A grand display of fireworks is known to have occurred in 1110 to entertain Emperor Huizong (reigned 1100–1125) and his court. Rocket propulsion, common in warfare by then, was applied to fireworks by at least 1264. The illustration below shows the basic anatomy of modern aerial fireworks.

They are shot into the air from a mortar or mounted atop a rocket. The rocket "engine" is often built into the body of the fireworks. The type of chemicals used in the metal salts determines what colors appear when the fireworks goes off.

Arabs learned of fireworks from China in 1240, and they were being produced by Europeans by the 14th century, especially in Italy. Fireworks were used to celebrate America's first Independence Day on July 4, 1776, a tradition that continues today.


Fireworks are thought to have been introduced into Japan around 1600, but today's popularity stems from a fireworks memorial event over the Sumida River at Edo in 1733 to commemorate victims of starvation due to crop failures, plague, and a cholera epidemic. The event became known as “Ryōgoku Kawabiraki Hanabi” (Ryōgoku River-Opening Fireworks). Ryōgoku comes from the name of a bridge crossing the Sumida River, and hanabi literally means fire flower. Modern fireworks shows in Japan are happy events.


Japanese ukiyo-e artists have been mindful of the popularity of fireworks. This first painting titled Fireworks at Ryōgoku Bridge is by Utagawa Hiroshige (1797 - 1858), famous for his The Fifty-three Stations of the Tōkaidō series among other things. It was painted in the 1847 to 1852 time period.


Hiroshige repeated the theme with another print with the same title, Fireworks at Ryōgoku Bridge, in 1858.

Ikkei Shosai who was active around 1870 was a student Hiroshige III, an artist who studied under Utagawa Hiroshige.

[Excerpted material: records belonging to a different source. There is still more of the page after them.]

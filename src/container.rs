//! REST transport container for the Stratus API.

use serde_json::{json, Value};

use crate::error::{Error, Result};

/// Holds the endpoint and credentials shared by every request.
///
/// The container performs no authentication flow itself; the API key and
/// access token are opaque strings attached to each payload.
pub struct Container {
    end_point: String,
    pub api_key: Option<String>,
    pub access_token: Option<String>,
    http: reqwest::Client,
}

impl Container {
    pub fn new(end_point: impl Into<String>) -> Self {
        let end_point = end_point.into().trim_end_matches('/').to_string();
        Self {
            end_point,
            api_key: None,
            access_token: None,
            http: reqwest::Client::new(),
        }
    }

    pub fn with_api_key(mut self, api_key: impl Into<String>) -> Self {
        self.api_key = Some(api_key.into());
        self
    }

    pub fn with_access_token(mut self, access_token: impl Into<String>) -> Self {
        self.access_token = Some(access_token.into());
        self
    }

    pub fn end_point(&self) -> &str {
        &self.end_point
    }

    /// POST an action payload to the server. The action name maps onto the
    /// request path with `:` as the separator, so `record:query` posts to
    /// `<end_point>/record/query`.
    pub async fn make_request(&self, action: &str, payload: Value) -> Result<Value> {
        let mut body = match payload {
            Value::Object(map) => map,
            _ => {
                return Err(Error::InvalidArgumentType(
                    "request payload must be an object".to_string(),
                ))
            }
        };
        body.insert("action".to_string(), json!(action));
        if let Some(api_key) = &self.api_key {
            body.insert("api_key".to_string(), json!(api_key));
        }
        if let Some(access_token) = &self.access_token {
            body.insert("access_token".to_string(), json!(access_token));
        }

        let url = format!("{}/{}", self.end_point, action.replace(':', "/"));
        let response = self
            .http
            .post(&url)
            .json(&Value::Object(body))
            .send()
            .await?;
        let status = response.status();
        let body: Value = response.json().await?;

        if let Some(error) = body.get("error") {
            let message = error
                .get("message")
                .and_then(Value::as_str)
                .unwrap_or("unknown server error");
            return Err(Error::Server(message.to_string()));
        }
        if !status.is_success() {
            return Err(Error::Server(format!("unexpected status {}", status)));
        }
        Ok(body)
    }

    /// WebSocket endpoint for the pubsub transport, mirroring the HTTP
    /// scheme. Internal clients use the `/_/pubsub` path.
    pub fn pubsub_url(&self, internal: bool) -> String {
        let base = if let Some(rest) = self.end_point.strip_prefix("https://") {
            format!("wss://{}", rest)
        } else if let Some(rest) = self.end_point.strip_prefix("http://") {
            format!("ws://{}", rest)
        } else {
            format!("ws://{}", self.end_point)
        };
        let path = if internal { "/_/pubsub" } else { "/pubsub" };
        match &self.api_key {
            Some(api_key) => {
                format!("{}{}?api_key={}", base, path, urlencoding::encode(api_key))
            }
            None => format!("{}{}", base, path),
        }
    }
}
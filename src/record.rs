//! Record model for the Stratus record store.
//!
//! A record is a bag of user attributes under a record type, addressed by a
//! `type/id` identifier. Server-managed metadata travels under
//! underscore-prefixed keys and is split out of the attribute map on decode.

use chrono::{DateTime, Utc};
use serde_json::{json, Map, Value};
use uuid::Uuid;

use crate::error::{Error, Result};
use crate::value;

#[derive(Debug, Clone, PartialEq)]
pub struct Record {
    record_type: String,
    name: String,
    attributes: Map<String, Value>,
    pub created_at: Option<DateTime<Utc>>,
    pub updated_at: Option<DateTime<Utc>>,
    pub created_by: Option<String>,
    pub updated_by: Option<String>,
    pub owner_id: Option<String>,
    pub access: Option<Value>,
    pub transient: Map<String, Value>,
}

impl Record {
    /// A record type is valid when it is non-empty and does not start with
    /// the reserved underscore prefix.
    pub fn valid_type(record_type: &str) -> bool {
        !record_type.is_empty() && !record_type.starts_with('_')
    }

    /// Split a full `type/id` identifier. The id portion may itself contain
    /// slashes.
    pub fn parse_id(id: &str) -> Result<(String, String)> {
        match id.split_once('/') {
            Some((record_type, name)) if !name.is_empty() => {
                Ok((record_type.to_string(), name.to_string()))
            }
            _ => Err(Error::InvalidArgumentType(
                "record id must be in the format `type/id`".to_string(),
            )),
        }
    }

    /// Create an empty record with a generated id.
    pub fn new(record_type: impl Into<String>) -> Result<Self> {
        let name = Uuid::new_v4().to_string();
        Self::with_id(record_type, name)
    }

    /// Create an empty record with a caller-chosen id portion.
    pub fn with_id(record_type: impl Into<String>, name: impl Into<String>) -> Result<Self> {
        let record_type = record_type.into();
        if !Self::valid_type(&record_type) {
            return Err(Error::InvalidRecordType(record_type));
        }
        Ok(Self {
            record_type,
            name: name.into(),
            attributes: Map::new(),
            created_at: None,
            updated_at: None,
            created_by: None,
            updated_by: None,
            owner_id: None,
            access: None,
            transient: Map::new(),
        })
    }

    pub fn record_type(&self) -> &str {
        &self.record_type
    }

    /// The id portion after the record type.
    pub fn name(&self) -> &str {
        &self.name
    }

    /// The full `type/id` identifier.
    pub fn id(&self) -> String {
        format!("{}/{}", self.record_type, self.name)
    }

    pub fn get(&self, key: &str) -> Option<&Value> {
        self.attributes.get(key)
    }

    /// Set a user attribute. Underscore-prefixed keys are reserved for
    /// server metadata.
    pub fn set(&mut self, key: &str, attr: impl Into<Value>) -> Result<()> {
        if key.starts_with('_') {
            return Err(Error::InvalidArgumentType(format!(
                "attribute key {:?} is reserved",
                key
            )));
        }
        self.attributes.insert(key.to_string(), attr.into());
        Ok(())
    }

    pub fn attributes(&self) -> &Map<String, Value> {
        &self.attributes
    }

    pub fn to_wire(&self) -> Value {
        let mut payload = Map::new();
        payload.insert("_id".to_string(), json!(self.id()));
        if let Some(access) = &self.access {
            payload.insert("_access".to_string(), access.clone());
        }
        for (key, attr) in &self.attributes {
            payload.insert(key.clone(), attr.clone());
        }
        Value::Object(payload)
    }

    pub fn from_wire(payload: &Value) -> Result<Self> {
        let map = payload.as_object().ok_or_else(|| {
            Error::MalformedWireValue("record payload must be an object".to_string())
        })?;
        let id = map.get("_id").and_then(Value::as_str).ok_or_else(|| {
            Error::MalformedWireValue("record payload requires a string _id".to_string())
        })?;
        let (record_type, name) = Self::parse_id(id)
            .map_err(|_| Error::MalformedWireValue(format!("bad record _id {:?}", id)))?;
        let mut record = Self::with_id(record_type, name)?;

        for (key, attr) in map {
            match key.as_str() {
                "_id" => {}
                "_created_at" => record.created_at = Some(parse_timestamp(attr)?),
                "_updated_at" => record.updated_at = Some(parse_timestamp(attr)?),
                "_created_by" => record.created_by = as_string(attr),
                "_updated_by" => record.updated_by = as_string(attr),
                "_ownerID" => record.owner_id = as_string(attr),
                "_access" => record.access = Some(attr.clone()),
                "_transient" => {
                    if let Some(entries) = attr.as_object() {
                        record.transient = entries.clone();
                    }
                }
                key if key.starts_with('_') => {
                    // unrecognized metadata from a newer server, drop it
                }
                _ => {
                    value::check_wire_value(attr)?;
                    record.attributes.insert(key.clone(), attr.clone());
                }
            }
        }

        Ok(record)
    }
}

fn parse_timestamp(attr: &Value) -> Result<DateTime<Utc>> {
    let raw = attr.as_str().ok_or_else(|| {
        Error::MalformedWireValue("record timestamp must be a string".to_string())
    })?;
    DateTime::parse_from_rfc3339(raw)
        .map(|dt| dt.with_timezone(&Utc))
        .map_err(|e| Error::MalformedWireValue(format!("bad record timestamp {:?}: {}", raw, e)))
}

fn as_string(attr: &Value) -> Option<String> {
    attr.as_str().map(str::to_string)
}

#[cfg(test)]
mod tests {
    use super::*;

    #[test]
    fn test_valid_type() {
        assert!(Record::valid_type("note"));
        assert!(!Record::valid_type(""));
        assert!(!Record::valid_type("_user"));
    }

    #[test]
    fn test_parse_id_keeps_extra_slashes() {
        let (record_type, name) = Record::parse_id("note/a/b").unwrap();
        assert_eq!(record_type, "note");
        assert_eq!(name, "a/b");
        assert!(Record::parse_id("note").is_err());
    }

    #[test]
    fn test_new_generates_an_id() {
        let record = Record::new("note").unwrap();
        assert!(record.id().starts_with("note/"));
        assert!(!record.name().is_empty());
    }

    #[test]
    fn test_set_rejects_reserved_keys() {
        let mut record = Record::new("note").unwrap();
        assert!(record.set("_ownerID", "u1").is_err());
        assert!(record.set("title", "hello").is_ok());
    }
}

His principle focus was on views of Tokyo during its transformation into a Western city with stone buildings, steel bridges, railways and steam locomotives. Among his works was a series of comic scenes about life in Edo. The print below showing a young beauty being startled by a fireworks spark is one of them.

The final picture I have was painted by Kobayashi Kiyochika (1847 - 1915). It's title, Fireworks at Ryōgoku, sounds familiar. It was painted in 1880. Kiyochika's works are considered to be the last significant prints of the ukiyo-e period. He also was interested in the modernization of Japan in the late 1800s to the early 1900s. It was his painting that gave me the idea for my demonstration painting.